After consulting with other people who have used Sphinx I found out that:
1) they don't use plugins and do all communication with some low level library (Riddle, as far as I remember) manually.
2) they install their own hooks on models and call indexer manually to reindex their models. I have tried to to install after_save hook but it is run BEFORE transaction is commited and indexer can't see inserted/updated data, so I don't know how this can be accomplished easily.
2. Sphinx configuration is one big scary thing. Although Ultrasphinx managed to build it for me, I needed to do some tweaks to it and then next time I needed to build configuration for another model my tweaks were lost.
3. Model on which I have used Ultrasphinx (called ::is_indexed) failed to load by automatic dependency loader. After several hours of tracking this problem I stuck "require 'my_model'" into environment.rb (which helped) and cursed that Sphinx and all it's plugins.
So, for me Sphinx definitely FAIL.
PS
I have tried SOLR and it worked like charm:
1) almost no configuration.
SOLR configuration consists of type definitions (which describe how value of that type should be analyzed), field definitions and dynamic field definitions (acts_as_solr rails plugin uses only dynamic fields). Acts_as_solr comes with default SOLR configuration which contains commonly used types and dynamic field definitions for them.
2) no compilation needed. Acts_as_solr comes with SOLR JAR files, so you just need proper version of Java runtime installed.
3) works like charm. Everything you would expect from full-text search engine.
So, Sphinx. I have found two plugins for Rails - acts_as_sphinx and Unltrasphinx. Ok, I've heard in mailing lists that Ultrasphinx is better (and Sphinx recipe in Advanced Rails Recipes book also involves it) so I decided to use it.
First I have to install Sphinx from sources because version in MacPorts (although, latest released version) is too old and Ultrasphinx requiresa newer one (at that point - release candidate 2 of next revision, which is 0.9.8rc2 vs 0.9.7). Then I had to do various dances around Sphinx to compile it on my Mac OS X (which are described in my previous post.).
And then it began:
1. It was needed that new data (e.g. new articles) could be searched with Sphinx right after it was added. And then I find out, that it is not encouraged to do such updates often, you'd better run full updates once a day... Wtf? I have heard that there are something called "deltas", but as I found out from plugin, it doesn't install any hooks on models, so I assume that deltas need to be built periodically (which is also unacceptable).
After consulting with other people who have used Sphinx I found out that:
1) they don't use plugins and do all communication with some low level library (Riddle, as far as I remember) manually.
2) they install their own hooks on models and call indexer manually to reindex their models. I have tried to to install after_save hook but it is run BEFORE transaction is commited and indexer can't see inserted/updated data, so I don't know how this can be accomplished easily.

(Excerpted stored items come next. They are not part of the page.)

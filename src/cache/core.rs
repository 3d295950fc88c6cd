use crate::cache::config::CacheConfig;
use crate::cache::entry::CacheEntry;
use crate::cache::key::{cache_key, content_hash};
use crate::cache::maintenance::MaintenanceHandle;
use crate::cache::metrics::{CacheMetrics, CacheMetricsSnapshot, CacheStats};
use crate::cache::policy::{CleanupReport, cleanup};
use crate::cache::size::approximate_snapshot_size;
use crate::cache::storage::DurableStore;
use crate::clock::{SystemTimeProvider, TimeProvider, duration_to_millis};
use crate::errors::VisionResult;
use crate::types::ImageFile;
use parking_lot::{Mutex, RwLock};
use serde_json::Value;
use std::collections::HashMap;
use std::sync::Arc;
use std::sync::atomic::Ordering;
use std::time::Duration;

pub(crate) struct CacheInner {
    entries: RwLock<HashMap<String, CacheEntry>>,
    config: CacheConfig,
    metrics: CacheMetrics,
    store: Arc<dyn DurableStore>,
    clock: Arc<dyn TimeProvider>,
    maintenance: Mutex<Option<MaintenanceHandle>>,
}

/// Content-addressed, TTL-based cache of classification results.
///
/// Entries are keyed by `sha256(file bytes) + "_" + model` and persisted as one
/// JSON snapshot in a [`DurableStore`]. Storage and hashing failures are logged and
/// absorbed: at worst the cache behaves as if empty.
#[derive(Clone)]
pub struct ResultCache {
    inner: Arc<CacheInner>,
}

impl ResultCache {
    /// Creates a cache with default configuration. Call [`initialize`](Self::initialize)
    /// to load persisted entries.
    pub fn new(store: Arc<dyn DurableStore>) -> Self {
        Self::new_with_config(store, CacheConfig::default())
    }

    pub fn new_with_config(store: Arc<dyn DurableStore>, config: CacheConfig) -> Self {
        Self::new_with_parts(store, config, Arc::new(SystemTimeProvider))
    }

    pub fn new_with_parts(
        store: Arc<dyn DurableStore>,
        config: CacheConfig,
        clock: Arc<dyn TimeProvider>,
    ) -> Self {
        Self {
            inner: Arc::new(CacheInner {
                entries: RwLock::new(HashMap::new()),
                config,
                metrics: CacheMetrics::default(),
                store,
                clock,
                maintenance: Mutex::new(None),
            }),
        }
    }

    pub(crate) fn from_inner(inner: Arc<CacheInner>) -> Self {
        Self { inner }
    }

    #[must_use]
    pub fn config(&self) -> &CacheConfig {
        &self.inner.config
    }

    #[must_use]
    pub fn len(&self) -> usize {
        self.inner.entries.read().len()
    }

    #[must_use]
    pub fn is_empty(&self) -> bool {
        self.len() == 0
    }

    #[must_use]
    pub fn metrics_snapshot(&self) -> CacheMetricsSnapshot {
        self.inner.metrics.snapshot()
    }

    fn now(&self) -> i64 {
        self.inner.clock.now_millis()
    }

    /// Loads the persisted snapshot, dropping entries that have already expired.
    /// Returns the number of entries loaded. Safe to call repeatedly.
    pub fn initialize(&self) -> usize {
        let key = &self.inner.config.storage_key;
        let loaded: Vec<CacheEntry> = match self.inner.store.get(key) {
            Ok(Some(raw)) => match serde_json::from_str(&raw) {
                Ok(v) => v,
                Err(e) => {
                    log::warn!("discarding unreadable cache snapshot '{key}': {e}");
                    Vec::new()
                }
            },
            Ok(None) => Vec::new(),
            Err(e) => {
                log::warn!("failed to read cache snapshot '{key}': {e}");
                Vec::new()
            }
        };
        let now = self.now();
        let total = loaded.len();
        let live: HashMap<String, CacheEntry> = loaded
            .into_iter()
            .filter(|e| !e.is_expired_at(now))
            .map(|e| (e.id.clone(), e))
            .collect();
        let count = live.len();
        *self.inner.entries.write() = live;
        log::info!("result cache initialized: {count} entries ({} expired dropped)", total - count);
        count
    }

    /// Computes the cache key for `file` under `model`.
    ///
    /// # Errors
    /// Returns an error if the file content cannot be read.
    pub async fn key_for(&self, file: &ImageFile, model: &str) -> VisionResult<String> {
        let bytes = file.read_bytes().await?;
        Ok(cache_key(&content_hash(&bytes), model))
    }

    async fn lookup_key(&self, file: &ImageFile, model: &str) -> Option<String> {
        match self.key_for(file, model).await {
            Ok(k) => Some(k),
            Err(e) => {
                self.inner.metrics.hash_failures.fetch_add(1, Ordering::Relaxed);
                log::warn!("cache lookup for '{}' treated as miss: {e}", file.name());
                None
            }
        }
    }

    /// Looks up `key`, evicting it if expired. Does not touch hit/miss counters.
    fn probe(&self, key: &str) -> Option<Value> {
        let now = self.now();
        let expired = {
            let mut entries = self.inner.entries.write();
            match entries.get(key) {
                Some(e) if !e.is_expired_at(now) => return Some(e.result.clone()),
                Some(_) => {
                    entries.remove(key);
                    true
                }
                None => false,
            }
        };
        if expired {
            self.inner.metrics.ttl_evictions.fetch_add(1, Ordering::Relaxed);
            log::debug!("evicted expired entry {key}");
            self.persist();
        }
        None
    }

    /// True when an unexpired entry exists for `file` under `model`.
    pub async fn has(&self, file: &ImageFile, model: &str) -> bool {
        match self.lookup_key(file, model).await {
            Some(key) => self.probe(&key).is_some(),
            None => false,
        }
    }

    /// Returns the cached result for `file` under `model`, tallying a hit or miss.
    pub async fn get(&self, file: &ImageFile, model: &str) -> Option<Value> {
        let found = match self.lookup_key(file, model).await {
            Some(key) => self.probe(&key),
            None => None,
        };
        let counter = if found.is_some() { &self.inner.metrics.hits } else { &self.inner.metrics.misses };
        counter.fetch_add(1, Ordering::Relaxed);
        found
    }

    /// Stores `result` with the configured default TTL.
    pub async fn set(&self, file: &ImageFile, model: &str, result: Value) {
        self.set_with_ttl(file, model, result, self.inner.config.default_ttl).await;
    }

    /// Stores `result` for `file` under `model`, expiring after `ttl`.
    ///
    /// Overwrites any existing entry for the same content and model.
    pub async fn set_with_ttl(&self, file: &ImageFile, model: &str, result: Value, ttl: Duration) {
        let bytes = match file.read_bytes().await {
            Ok(b) => b,
            Err(e) => {
                self.inner.metrics.hash_failures.fetch_add(1, Ordering::Relaxed);
                log::warn!("dropping cache write for '{}': {e}", file.name());
                return;
            }
        };
        let file_hash = content_hash(&bytes);
        let now = self.now();
        let entry = CacheEntry {
            id: cache_key(&file_hash, model),
            filename: file.name().to_string(),
            file_hash,
            result,
            timestamp: now,
            model_used: model.to_string(),
            expires_at: now.saturating_add(duration_to_millis(ttl)),
        };
        {
            let cfg = &self.inner.config;
            let mut entries = self.inner.entries.write();
            entries.insert(entry.id.clone(), entry);
            self.inner.metrics.inserts.fetch_add(1, Ordering::Relaxed);
            if entries.len() > cfg.max_entries {
                let report =
                    cleanup(&mut entries, now, cfg.max_entries, cfg.trim_target(), &self.inner.metrics);
                log::debug!("cleanup after insert: {report:?}");
            }
        }
        self.persist_with_retry();
    }

    /// Empties the cache, resets hit/miss counters and deletes the snapshot.
    pub fn clear(&self) {
        let removed = {
            let mut entries = self.inner.entries.write();
            let n = entries.len();
            entries.clear();
            n
        };
        self.inner.metrics.removes.fetch_add(removed as u64, Ordering::Relaxed);
        self.inner.metrics.reset_lookups();
        if let Err(e) = self.inner.store.remove(&self.inner.config.storage_key) {
            log::warn!("failed to remove cache snapshot: {e}");
        }
        log::info!("result cache cleared ({removed} entries)");
    }

    /// Removes every entry produced by `model`. Returns the number removed.
    pub fn clear_model(&self, model: &str) -> usize {
        let removed = {
            let mut entries = self.inner.entries.write();
            let before = entries.len();
            entries.retain(|_, e| e.model_used != model);
            before - entries.len()
        };
        self.inner.metrics.removes.fetch_add(removed as u64, Ordering::Relaxed);
        self.persist();
        log::info!("cleared {removed} cached results for model '{model}'");
        removed
    }

    /// Unexpired entries for `model`, most recent first.
    #[must_use]
    pub fn model_results(&self, model: &str) -> Vec<CacheEntry> {
        let now = self.now();
        let mut out: Vec<CacheEntry> = self
            .inner
            .entries
            .read()
            .values()
            .filter(|e| e.model_used == model && !e.is_expired_at(now))
            .cloned()
            .collect();
        out.sort_by(|a, b| b.timestamp.cmp(&a.timestamp).then_with(|| a.id.cmp(&b.id)));
        out
    }

    #[must_use]
    pub fn stats(&self) -> CacheStats {
        let now = self.now();
        let entries = self.inner.entries.read();
        let oldest = entries.values().map(|e| e.timestamp).min().unwrap_or(now);
        let newest = entries.values().map(|e| e.timestamp).max().unwrap_or(now);
        CacheStats {
            total_entries: entries.len(),
            hit_rate: self.inner.metrics.snapshot().hit_rate(),
            memory_usage: approximate_snapshot_size(entries.values()),
            oldest_entry: oldest,
            newest_entry: newest,
        }
    }

    /// Sweeps expired entries; when any are found runs the full cleanup and persists.
    pub fn run_maintenance(&self) -> CleanupReport {
        let now = self.now();
        let any_expired = self.inner.entries.read().values().any(|e| e.is_expired_at(now));
        if !any_expired {
            return CleanupReport { remaining: self.len(), ..CleanupReport::default() };
        }
        let report = {
            let cfg = &self.inner.config;
            let mut entries = self.inner.entries.write();
            cleanup(&mut entries, now, cfg.max_entries, cfg.trim_target(), &self.inner.metrics)
        };
        self.persist();
        log::info!(
            target: "visioncache::metrics",
            "cache maintenance: expired={} trimmed={} remaining={}",
            report.expired_removed,
            report.trimmed,
            report.remaining
        );
        report
    }

    /// Starts the periodic sweep at the configured interval. No-op if already running.
    ///
    /// # Errors
    /// Returns an error if the sweep thread cannot be spawned.
    pub fn start_maintenance(&self) -> VisionResult<()> {
        let mut slot = self.inner.maintenance.lock();
        if slot.is_none() {
            let handle = MaintenanceHandle::spawn(
                Arc::downgrade(&self.inner),
                self.inner.config.sweep_interval,
            )?;
            *slot = Some(handle);
            log::info!("cache sweep started every {:?}", self.inner.config.sweep_interval);
        }
        Ok(())
    }

    #[must_use]
    pub fn maintenance_running(&self) -> bool {
        self.inner.maintenance.lock().is_some()
    }

    /// Stops the periodic sweep. Entries stay in memory and in storage.
    pub fn dispose(&self) {
        let handle = self.inner.maintenance.lock().take();
        if let Some(h) = handle {
            h.stop();
            log::info!("cache sweep stopped");
        }
    }

    fn snapshot_json(&self) -> Option<String> {
        let entries = self.inner.entries.read();
        let items: Vec<&CacheEntry> = entries.values().collect();
        match serde_json::to_string(&items) {
            Ok(s) => Some(s),
            Err(e) => {
                log::warn!("failed to serialize cache snapshot: {e}");
                None
            }
        }
    }

    fn write_snapshot(&self) -> VisionResult<()> {
        match self.snapshot_json() {
            Some(json) => self.inner.store.set(&self.inner.config.storage_key, &json),
            None => Ok(()),
        }
    }

    fn persist(&self) {
        if let Err(e) = self.write_snapshot() {
            self.inner.metrics.persist_failures.fetch_add(1, Ordering::Relaxed);
            log::warn!("cache snapshot not persisted, continuing in memory: {e}");
        }
    }

    /// Persists; on failure runs the regular cleanup pass and tries exactly once more.
    /// Entries stay in memory whatever the outcome.
    fn persist_with_retry(&self) {
        let Err(first) = self.write_snapshot() else { return };
        self.inner.metrics.persist_failures.fetch_add(1, Ordering::Relaxed);
        log::warn!("cache snapshot write failed, cleaning up before retry: {first}");
        {
            let cfg = &self.inner.config;
            let now = self.now();
            let mut entries = self.inner.entries.write();
            let report =
                cleanup(&mut entries, now, cfg.max_entries, cfg.trim_target(), &self.inner.metrics);
            log::debug!("cleanup before retry: {report:?}");
        }
        if let Err(e) = self.write_snapshot() {
            self.inner.metrics.persist_failures.fetch_add(1, Ordering::Relaxed);
            log::warn!("cache snapshot retry failed, continuing in memory: {e}");
        }
    }
}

2. Sphinx configuration is one big scary thing. Although Ultrasphinx managed to build it for me, I needed to do some tweaks to it and then next time I needed to build configuration for another model my tweaks were lost.
3. Model on which I have used Ultrasphinx (called ::is_indexed) failed to load by automatic dependency loader. After several hours of tracking this problem I stuck "require 'my_model'" into environment.rb (which helped) and cursed that Sphinx and all it's plugins.
So, for me Sphinx definitely FAIL.
PS
I have tried SOLR and it worked like charm:
1) almost no configuration.
SOLR configuration consists of type definitions (which describe how value of that type should be analyzed), field definitions and dynamic field definitions (acts_as_solr rails plugin uses only dynamic fields). Acts_as_solr comes with default SOLR configuration which contains commonly used types and dynamic field definitions for them.
2) no compilation needed. Acts_as_solr comes with SOLR JAR files, so you just need proper version of Java runtime installed.
3) works like charm. Everything you would expect from full-text search engine.